CJUE, gr. ch., 12 mars 2019, M. G. Tjebbes et autres, C-221/17.

Références

■ Traité sur le fonctionnement de l’Union européenne

Article 20 

« 1. Il est institué une citoyenneté de l'Union. Est citoyen de l'Union toute personne ayant la nationalité d'un État membre. La citoyenneté de l'Union s'ajoute à la citoyenneté nationale et ne la remplace pas.

2. Les citoyens de l'Union jouissent des droits et sont soumis aux devoirs prévus par les traités. Ils ont, entre autres:

a) le droit de circuler et de séjourner librement sur le territoire des États membres;

b) le droit de vote et d'éligibilité aux élections au Parlement européen ainsi qu'aux élections municipales dans l'État membre où ils résident, dans les mêmes conditions que les ressortissants de cet État;

c) le droit de bénéficier, sur le territoire d'un pays tiers où l'État membre dont ils sont ressortissants n'est pas représenté, de la protection des autorités diplomatiques et consulaires de tout État membre dans les mêmes conditions que les ressortissants de cet État;

d) le droit d'adresser des pétitions au Parlement européen, de recourir au médiateur européen, ainsi que le droit de s'adresser aux institutions et aux organes consultatifs de l'Union dans l'une des langues des traités et de recevoir une réponse dans la même langue.

Ces droits s'exercent dans les conditions et limites définies par les traités et par les mesures adoptées en application de ceux-ci. »

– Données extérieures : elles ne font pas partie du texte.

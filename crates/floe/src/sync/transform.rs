//! Coerces rows to a stream's declared schema.

use serde_json::{Number, Value};

use crate::catalog::{Inclusion, MetadataEntry};
use crate::error::TransformError;
use crate::schema::{FieldSchema, InferredSchema, JsonType};
use crate::source::Row;

/// Row transformer for one stream.
///
/// Fields absent from the schema, fields marked `inclusion: unsupported`
/// and fields deselected with `selected: false` (unless automatic) are
/// dropped. Kept values are coerced to the first permitted type they
/// satisfy.
#[derive(Debug, Clone)]
pub struct Transformer {
    stream: String,
    fields: Vec<(String, FieldSchema)>,
}

impl Transformer {
    pub fn new(stream: &str, schema: &InferredSchema, metadata: &[MetadataEntry]) -> Self {
        let fields = schema
            .properties
            .iter()
            .filter(|(name, _)| is_emitted(metadata, name))
            .map(|(name, field)| (name.clone(), field.clone()))
            .collect();

        Self {
            stream: stream.to_string(),
            fields,
        }
    }

    /// Names of the fields this transformer keeps.
    pub fn field_names(&self) -> impl Iterator<Item = &str> {
        self.fields.iter().map(|(name, _)| name.as_str())
    }

    pub fn transform(&self, mut row: Row) -> Result<Row, TransformError> {
        let mut out = Row::new();

        for (name, field) in &self.fields {
            let Some(value) = row.remove(name) else {
                continue;
            };
            let coerced = coerce(&value, field).ok_or_else(|| TransformError::TypeMismatch {
                stream: self.stream.clone(),
                field: name.clone(),
                expected: field.to_string(),
                value: value.to_string(),
            })?;
            out.insert(name.clone(), coerced);
        }

        Ok(out)
    }
}

fn is_emitted(metadata: &[MetadataEntry], field: &str) -> bool {
    let Some(entry) = metadata
        .iter()
        .find(|entry| entry.breadcrumb.property_name() == Some(field))
    else {
        return true;
    };

    match (entry.metadata.inclusion, entry.metadata.selected) {
        (Some(Inclusion::Unsupported), _) => false,
        (Some(Inclusion::Automatic), _) => true,
        (_, Some(false)) => false,
        _ => true,
    }
}

fn coerce(value: &Value, field: &FieldSchema) -> Option<Value> {
    if value.is_null() {
        return field.permits(JsonType::Null).then_some(Value::Null);
    }
    field.types().find_map(|json_type| coerce_to(value, json_type))
}

fn coerce_to(value: &Value, json_type: JsonType) -> Option<Value> {
    match (json_type, value) {
        (JsonType::Boolean, Value::Bool(_)) => Some(value.clone()),
        (JsonType::Boolean, Value::String(s)) => match s.to_ascii_lowercase().as_str() {
            "true" => Some(Value::Bool(true)),
            "false" => Some(Value::Bool(false)),
            _ => None,
        },
        (JsonType::Number, Value::Number(_)) => Some(value.clone()),
        (JsonType::Number, Value::String(s)) => parse_number(s.trim()).map(Value::Number),
        (JsonType::String, Value::String(_)) => Some(value.clone()),
        (JsonType::String, Value::Number(n)) => Some(Value::String(n.to_string())),
        (JsonType::String, Value::Bool(b)) => Some(Value::String(b.to_string())),
        (JsonType::Array, Value::Array(_)) => Some(value.clone()),
        (JsonType::Object, Value::Object(_)) => Some(value.clone()),
        _ => None,
    }
}

fn parse_number(s: &str) -> Option<Number> {
    if let Ok(i) = s.parse::<i64>() {
        return Some(Number::from(i));
    }
    s.parse::<f64>().ok().and_then(Number::from_f64)
}
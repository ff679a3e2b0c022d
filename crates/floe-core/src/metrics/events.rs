//! Internal events for floe metrics emission.
//!
//! Each event struct represents a measurable occurrence during discovery or
//! sync. Per-table events carry a `target` label with the table name.

use metrics::{counter, histogram};
use std::time::Duration;
use tracing::trace;

/// Trait for internal events that can be emitted as metrics.
pub trait InternalEvent {
    /// Emit this event as a metric.
    fn emit(self);
}

/// Storage operation kind.
#[derive(Debug, Clone, Copy)]
pub enum StorageOperation {
    List,
    Read,
}

impl StorageOperation {
    fn as_str(&self) -> &'static str {
        match self {
            StorageOperation::List => "list",
            StorageOperation::Read => "read",
        }
    }
}

/// Outcome of a storage request.
#[derive(Debug, Clone, Copy)]
pub enum RequestStatus {
    Success,
    Error,
}

impl RequestStatus {
    fn as_str(&self) -> &'static str {
        match self {
            RequestStatus::Success => "success",
            RequestStatus::Error => "error",
        }
    }
}

/// Event emitted for each request against object storage.
pub struct StorageRequest {
    pub operation: StorageOperation,
    pub status: RequestStatus,
}

impl InternalEvent for StorageRequest {
    fn emit(self) {
        trace!(
            operation = self.operation.as_str(),
            status = self.status.as_str(),
            "Storage request"
        );
        counter!(
            "floe_storage_requests_total",
            "operation" => self.operation.as_str(),
            "status" => self.status.as_str()
        )
        .increment(1);
    }
}

/// Event emitted with the latency of a storage request.
pub struct StorageRequestDuration {
    pub operation: StorageOperation,
    pub duration: Duration,
}

impl InternalEvent for StorageRequestDuration {
    fn emit(self) {
        histogram!(
            "floe_storage_request_duration_seconds",
            "operation" => self.operation.as_str()
        )
        .record(self.duration.as_secs_f64());
    }
}

/// Event emitted when a table's search pattern has been resolved.
pub struct FilesMatched {
    pub count: u64,
    pub target: String,
}

impl InternalEvent for FilesMatched {
    fn emit(self) {
        trace!(count = self.count, target = %self.target, "Files matched");
        counter!("floe_files_matched_total", "target" => self.target).increment(self.count);
    }
}

/// Event emitted after every record of a file has been written.
pub struct FileSynced {
    pub records: u64,
    pub duration: Duration,
    pub target: String,
}

impl InternalEvent for FileSynced {
    fn emit(self) {
        trace!(records = self.records, target = %self.target, "File synced");
        counter!("floe_files_synced_total", "target" => self.target.clone()).increment(1);
        counter!("floe_records_emitted_total", "target" => self.target.clone())
            .increment(self.records);
        histogram!("floe_file_sync_duration_seconds", "target" => self.target)
            .record(self.duration.as_secs_f64());
    }
}

/// Event emitted when a state checkpoint is written.
pub struct StateEmitted {
    pub target: String,
}

impl InternalEvent for StateEmitted {
    fn emit(self) {
        trace!(target = %self.target, "State emitted");
        counter!("floe_state_messages_total", "target" => self.target).increment(1);
    }
}
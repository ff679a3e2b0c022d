//! URL parsing for storage backends.
//!
//! Extracts backend configuration from the `bucket` option, which may be any
//! of the URL forms accepted by S3, GCS, Azure or a local filesystem path.

use object_store::path::Path;
use regex::{Captures, Regex};
use std::sync::LazyLock;

use crate::error::{InvalidUrlSnafu, StorageError};

use super::{AzureConfig, GcsConfig, LocalConfig, S3Config};

const S3_PATH: &str =
    r"^https://s3\.(?P<region>[\w\-]+)\.amazonaws\.com/(?P<bucket>[a-z0-9\-\.]+)(/(?P<key>.+))?$";
const S3_VIRTUAL: &str =
    r"^https://(?P<bucket>[a-z0-9\-\.]+)\.s3\.(?P<region>[\w\-]+)\.amazonaws\.com(/(?P<key>.+))?$";
const S3_URL: &str = r"^[sS]3[aA]?://(?P<bucket>[a-z0-9\-\.]+)(/(?P<key>.+))?$";
const S3_ENDPOINT_URL: &str = r"^[sS]3[aA]?::(?<protocol>https?)://(?P<endpoint>[^:/]+):(?<port>\d+)/(?P<bucket>[a-z0-9\-\.]+)(/(?P<key>.+))?$";

const GCS_VIRTUAL: &str =
    r"^https://(?P<bucket>[a-z0-9\-_\.]+)\.storage\.googleapis\.com(/(?P<key>.+))?$";
const GCS_PATH: &str =
    r"^https://storage\.googleapis\.com/(?P<bucket>[a-z0-9\-_\.]+)(/(?P<key>.+))?$";
const GCS_URL: &str = r"^[gG][sS]://(?P<bucket>[a-z0-9\-\._]+)(/(?P<key>.+))?$";

const ABFS_URL: &str = r"^abfss?://(?P<container>[a-z0-9\-]+)@(?P<account>[a-z0-9]+)\.dfs\.core\.windows\.net(/(?P<key>.+))?$";
const AZURE_HTTPS: &str = r"^https://(?P<account>[a-z0-9]+)\.(blob|dfs)\.core\.windows\.net/(?P<container>[a-z0-9\-]+)(/(?P<key>.+))?$";

const FILE_URI: &str = r"^file://(?P<path>.*)$";
const FILE_URL: &str = r"^file:(?P<path>.*)$";
const FILE_PATH: &str = r"^/(?P<path>.*)$";

#[derive(Debug, Clone, Copy, PartialEq, Eq)]
enum Backend {
    S3,
    Gcs,
    Azure,
    Local,
}

/// Patterns in match priority order. More specific forms come first so that
/// e.g. an S3 endpoint URL is not mistaken for a plain `s3://` URL.
static MATCHERS: LazyLock<Vec<(Backend, Regex)>> = LazyLock::new(|| {
    [
        (Backend::S3, S3_PATH),
        (Backend::S3, S3_VIRTUAL),
        (Backend::S3, S3_ENDPOINT_URL),
        (Backend::S3, S3_URL),
        (Backend::Gcs, GCS_PATH),
        (Backend::Gcs, GCS_VIRTUAL),
        (Backend::Gcs, GCS_URL),
        (Backend::Azure, ABFS_URL),
        (Backend::Azure, AZURE_HTTPS),
        (Backend::Local, FILE_URI),
        (Backend::Local, FILE_URL),
        (Backend::Local, FILE_PATH),
    ]
    .into_iter()
    .map(|(backend, pattern)| (backend, Regex::new(pattern).expect("Invalid URL pattern")))
    .collect()
});

/// Backend configuration enum.
#[derive(Debug, Clone, PartialEq, Eq)]
pub enum BackendConfig {
    S3(S3Config),
    Gcs(GcsConfig),
    Azure(AzureConfig),
    Local(LocalConfig),
}

impl BackendConfig {
    /// Parse a storage URL into a backend configuration.
    ///
    /// A trailing slash is ignored: `s3://bucket/` and `s3://bucket` are the same root.
    pub fn parse_url(url: &str) -> Result<Self, StorageError> {
        let trimmed = match url.trim_end_matches('/') {
            "" => url,
            trimmed => trimmed,
        };

        let Some((backend, captures)) = MATCHERS
            .iter()
            .find_map(|(backend, regex)| regex.captures(trimmed).map(|c| (*backend, c)))
        else {
            return InvalidUrlSnafu {
                url: url.to_string(),
            }
            .fail();
        };

        match backend {
            Backend::S3 => Ok(Self::parse_s3(&captures)),
            Backend::Gcs => Ok(Self::parse_gcs(&captures)),
            Backend::Azure => Ok(Self::parse_azure(&captures)),
            Backend::Local => Ok(Self::parse_local(&captures)),
        }
    }

    fn parse_s3(captures: &Captures) -> Self {
        let region = std::env::var("AWS_DEFAULT_REGION")
            .ok()
            .or_else(|| captures.name("region").map(|m| m.as_str().to_string()));

        let endpoint = std::env::var("AWS_ENDPOINT").ok().or_else(|| {
            captures.name("endpoint").map(|endpoint| {
                let port = captures
                    .name("port")
                    .and_then(|p| p.as_str().parse::<u16>().ok())
                    .unwrap_or(443);
                let protocol = captures
                    .name("protocol")
                    .map(|p| p.as_str())
                    .unwrap_or("https");
                format!("{protocol}://{}:{port}", endpoint.as_str())
            })
        });

        BackendConfig::S3(S3Config {
            endpoint,
            region,
            bucket: capture(captures, "bucket"),
            key: key(captures),
        })
    }

    fn parse_gcs(captures: &Captures) -> Self {
        BackendConfig::Gcs(GcsConfig {
            bucket: capture(captures, "bucket"),
            key: key(captures),
        })
    }

    fn parse_azure(captures: &Captures) -> Self {
        BackendConfig::Azure(AzureConfig {
            account: capture(captures, "account"),
            container: capture(captures, "container"),
            key: key(captures),
        })
    }

    fn parse_local(captures: &Captures) -> Self {
        let path = capture(captures, "path");
        let path = if path.starts_with('/') {
            path
        } else {
            format!("/{path}")
        };

        BackendConfig::Local(LocalConfig { path })
    }

    /// The key prefix inside the bucket, if the URL carried one.
    pub(crate) fn key(&self) -> Option<&Path> {
        match self {
            BackendConfig::S3(s3) => s3.key.as_ref(),
            BackendConfig::Gcs(gcs) => gcs.key.as_ref(),
            BackendConfig::Azure(azure) => azure.key.as_ref(),
            // The local root already includes the full path
            BackendConfig::Local(_) => None,
        }
    }
}

/// Every pattern names the groups it is matched against.
fn capture(captures: &Captures, group: &str) -> String {
    captures
        .name(group)
        .map(|m| m.as_str().to_string())
        .unwrap_or_default()
}

fn key(captures: &Captures) -> Option<Path> {
    captures.name("key").map(|m| Path::from(m.as_str()))
}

■ Charte des droits fondamentaux de l’Union européenne

Article 7 

« Respect de la vie privée et familiale.   Toute personne a droit au respect de sa vie privée et familiale, de son domicile et de ses communications. »

Article 24 

« Droits de l'enfant.   1. Les enfants ont droit à la protection et aux soins nécessaires à leur bien-être. Ils peuvent exprimer leur opinion librement. Celle-ci est prise en considération pour les sujets qui les concernent, en fonction de leur âge et de leur maturité.

  2. Dans tous les actes relatifs aux enfants, qu'ils soient accomplis par des autorités publiques ou des institutions privées, l'intérêt supérieur de l'enfant doit être une considération primordiale.

  3. Tout enfant a le droit d'entretenir régulièrement des relations personnelles et des contacts directs avec ses deux parents, sauf si cela est contraire à son intérêt. »

■ CJUE, gr. ch., 2 mars 2010, Rottmann, C-135/08 : D. 2010. 2868, obs. O. Boskovic, S. Corneloup, F. Jault-Seseke, N. Joubert et K. Parrot ; Rev. crit. DIP 2010. 540, note P. Lagarde.